• **SUPPLIED ENTRIES**:
# # # # # # #
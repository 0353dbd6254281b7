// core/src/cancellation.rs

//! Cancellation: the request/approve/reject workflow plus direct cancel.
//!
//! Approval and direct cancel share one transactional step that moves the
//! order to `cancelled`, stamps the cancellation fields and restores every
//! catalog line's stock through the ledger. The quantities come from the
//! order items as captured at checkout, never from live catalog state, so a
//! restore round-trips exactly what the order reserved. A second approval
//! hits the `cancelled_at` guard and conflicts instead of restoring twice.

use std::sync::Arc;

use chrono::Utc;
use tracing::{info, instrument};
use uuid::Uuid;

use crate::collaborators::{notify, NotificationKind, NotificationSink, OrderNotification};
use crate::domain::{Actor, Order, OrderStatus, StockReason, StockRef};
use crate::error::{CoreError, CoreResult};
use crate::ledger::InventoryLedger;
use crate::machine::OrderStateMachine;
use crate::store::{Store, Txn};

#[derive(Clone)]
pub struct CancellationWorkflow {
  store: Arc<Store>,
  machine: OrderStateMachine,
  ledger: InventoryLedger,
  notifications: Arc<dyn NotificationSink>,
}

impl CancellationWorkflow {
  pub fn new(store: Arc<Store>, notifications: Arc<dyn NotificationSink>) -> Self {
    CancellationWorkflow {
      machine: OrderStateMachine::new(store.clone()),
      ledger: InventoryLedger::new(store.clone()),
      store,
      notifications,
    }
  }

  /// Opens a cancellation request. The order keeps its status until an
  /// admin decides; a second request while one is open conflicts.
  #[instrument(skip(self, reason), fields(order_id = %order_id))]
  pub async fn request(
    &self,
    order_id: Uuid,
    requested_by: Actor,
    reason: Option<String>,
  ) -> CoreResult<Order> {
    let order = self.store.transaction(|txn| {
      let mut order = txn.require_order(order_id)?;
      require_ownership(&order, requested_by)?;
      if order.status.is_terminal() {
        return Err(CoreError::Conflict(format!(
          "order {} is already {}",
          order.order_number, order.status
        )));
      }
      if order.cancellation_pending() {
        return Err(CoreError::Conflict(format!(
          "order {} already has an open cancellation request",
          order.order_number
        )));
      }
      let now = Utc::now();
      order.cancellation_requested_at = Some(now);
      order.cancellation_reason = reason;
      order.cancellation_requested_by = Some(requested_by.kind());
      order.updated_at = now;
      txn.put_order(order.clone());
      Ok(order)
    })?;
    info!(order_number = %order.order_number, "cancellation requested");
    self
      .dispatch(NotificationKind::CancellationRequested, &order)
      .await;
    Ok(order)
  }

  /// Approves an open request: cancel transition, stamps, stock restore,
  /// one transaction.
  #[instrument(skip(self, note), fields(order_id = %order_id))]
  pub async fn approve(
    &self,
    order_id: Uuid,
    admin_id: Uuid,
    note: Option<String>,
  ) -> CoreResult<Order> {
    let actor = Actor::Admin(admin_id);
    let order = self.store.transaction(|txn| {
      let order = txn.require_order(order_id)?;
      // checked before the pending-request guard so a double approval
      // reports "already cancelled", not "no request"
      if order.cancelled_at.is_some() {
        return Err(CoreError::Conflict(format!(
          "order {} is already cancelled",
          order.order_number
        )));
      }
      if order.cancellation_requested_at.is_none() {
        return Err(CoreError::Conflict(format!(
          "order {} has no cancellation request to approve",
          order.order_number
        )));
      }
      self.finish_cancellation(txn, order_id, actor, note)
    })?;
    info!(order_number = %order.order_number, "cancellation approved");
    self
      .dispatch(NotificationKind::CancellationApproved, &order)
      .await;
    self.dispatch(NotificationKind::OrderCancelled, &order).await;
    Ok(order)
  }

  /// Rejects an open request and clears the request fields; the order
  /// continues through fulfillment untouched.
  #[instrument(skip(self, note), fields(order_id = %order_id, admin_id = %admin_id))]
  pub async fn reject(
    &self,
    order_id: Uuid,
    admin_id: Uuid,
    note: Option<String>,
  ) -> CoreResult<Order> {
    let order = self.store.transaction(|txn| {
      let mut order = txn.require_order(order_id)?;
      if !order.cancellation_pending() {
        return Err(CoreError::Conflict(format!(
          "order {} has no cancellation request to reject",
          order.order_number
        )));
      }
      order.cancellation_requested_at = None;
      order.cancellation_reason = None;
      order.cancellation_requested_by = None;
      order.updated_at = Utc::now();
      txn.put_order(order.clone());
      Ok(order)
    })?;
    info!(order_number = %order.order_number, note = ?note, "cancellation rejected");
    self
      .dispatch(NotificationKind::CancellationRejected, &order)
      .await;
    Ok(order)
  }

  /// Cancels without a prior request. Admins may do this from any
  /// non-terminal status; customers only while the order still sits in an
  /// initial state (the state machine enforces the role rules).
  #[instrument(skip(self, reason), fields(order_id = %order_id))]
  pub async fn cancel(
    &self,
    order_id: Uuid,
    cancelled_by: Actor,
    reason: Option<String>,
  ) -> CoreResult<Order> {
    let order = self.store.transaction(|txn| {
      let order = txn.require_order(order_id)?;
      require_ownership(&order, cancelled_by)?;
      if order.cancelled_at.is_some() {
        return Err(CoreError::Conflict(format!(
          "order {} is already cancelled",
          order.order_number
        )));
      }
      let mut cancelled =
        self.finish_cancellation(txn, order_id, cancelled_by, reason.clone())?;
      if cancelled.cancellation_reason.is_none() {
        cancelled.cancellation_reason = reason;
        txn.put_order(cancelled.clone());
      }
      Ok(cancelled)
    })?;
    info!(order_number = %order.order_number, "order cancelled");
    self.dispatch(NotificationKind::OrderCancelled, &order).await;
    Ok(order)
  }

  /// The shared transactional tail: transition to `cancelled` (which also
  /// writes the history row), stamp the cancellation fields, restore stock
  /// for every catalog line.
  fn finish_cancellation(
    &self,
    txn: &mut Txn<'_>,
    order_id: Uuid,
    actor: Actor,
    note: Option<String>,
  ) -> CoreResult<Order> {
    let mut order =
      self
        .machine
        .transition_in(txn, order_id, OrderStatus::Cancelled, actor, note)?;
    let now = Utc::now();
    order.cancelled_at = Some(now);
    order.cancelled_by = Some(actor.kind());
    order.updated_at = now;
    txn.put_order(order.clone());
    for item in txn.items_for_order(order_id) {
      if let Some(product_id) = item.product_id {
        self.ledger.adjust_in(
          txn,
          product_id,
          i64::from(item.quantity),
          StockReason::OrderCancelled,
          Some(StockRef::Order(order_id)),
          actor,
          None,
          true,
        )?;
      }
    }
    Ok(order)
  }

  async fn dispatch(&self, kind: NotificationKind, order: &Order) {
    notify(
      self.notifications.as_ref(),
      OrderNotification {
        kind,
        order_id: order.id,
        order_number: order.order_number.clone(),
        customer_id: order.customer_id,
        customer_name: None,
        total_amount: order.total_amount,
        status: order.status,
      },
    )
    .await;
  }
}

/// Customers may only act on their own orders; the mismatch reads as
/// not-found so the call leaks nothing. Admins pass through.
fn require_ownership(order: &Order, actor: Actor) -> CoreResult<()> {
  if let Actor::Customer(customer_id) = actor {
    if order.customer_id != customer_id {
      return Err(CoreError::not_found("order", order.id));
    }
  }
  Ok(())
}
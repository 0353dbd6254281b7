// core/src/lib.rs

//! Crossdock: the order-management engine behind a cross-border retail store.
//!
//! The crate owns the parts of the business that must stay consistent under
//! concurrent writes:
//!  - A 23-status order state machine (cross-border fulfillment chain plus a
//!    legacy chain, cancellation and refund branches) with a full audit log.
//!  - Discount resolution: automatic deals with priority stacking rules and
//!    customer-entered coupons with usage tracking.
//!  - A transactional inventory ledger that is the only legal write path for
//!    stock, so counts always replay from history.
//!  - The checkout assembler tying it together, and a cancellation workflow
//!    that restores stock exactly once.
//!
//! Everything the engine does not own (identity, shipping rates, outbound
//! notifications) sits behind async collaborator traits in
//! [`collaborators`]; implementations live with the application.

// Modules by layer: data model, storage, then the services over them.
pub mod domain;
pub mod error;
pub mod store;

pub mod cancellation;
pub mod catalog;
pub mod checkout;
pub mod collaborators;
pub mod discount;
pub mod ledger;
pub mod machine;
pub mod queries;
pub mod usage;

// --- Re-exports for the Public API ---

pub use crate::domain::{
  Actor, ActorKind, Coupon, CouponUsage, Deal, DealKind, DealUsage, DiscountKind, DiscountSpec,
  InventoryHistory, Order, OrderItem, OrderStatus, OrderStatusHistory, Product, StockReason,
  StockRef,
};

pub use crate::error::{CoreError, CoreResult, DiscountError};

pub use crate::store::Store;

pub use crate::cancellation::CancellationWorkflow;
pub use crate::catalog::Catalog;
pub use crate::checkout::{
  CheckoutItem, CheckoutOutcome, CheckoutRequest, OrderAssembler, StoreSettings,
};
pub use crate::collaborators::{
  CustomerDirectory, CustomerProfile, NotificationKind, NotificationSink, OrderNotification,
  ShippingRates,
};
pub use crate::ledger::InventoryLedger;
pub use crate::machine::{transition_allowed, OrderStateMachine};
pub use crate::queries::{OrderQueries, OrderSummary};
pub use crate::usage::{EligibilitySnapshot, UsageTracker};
# # # # # # #
• **ACTION ITEM**:
Begin at the first line of the entries above and copy every line exactly, ending with the line that contains "state, so a".

• **TASK SOLUTION**:
repository 0353dbd6254281b7
// core/src/cancellation.rs

//! Cancellation: the request/approve/reject workflow plus direct cancel.
//!
//! Approval and direct cancel share one transactional step that moves the
//! order to `cancelled`, stamps the cancellation fields and restores every
//! catalog line's stock through the ledger. The quantities come from the
//! order items as captured at checkout, never from live catalog state, so a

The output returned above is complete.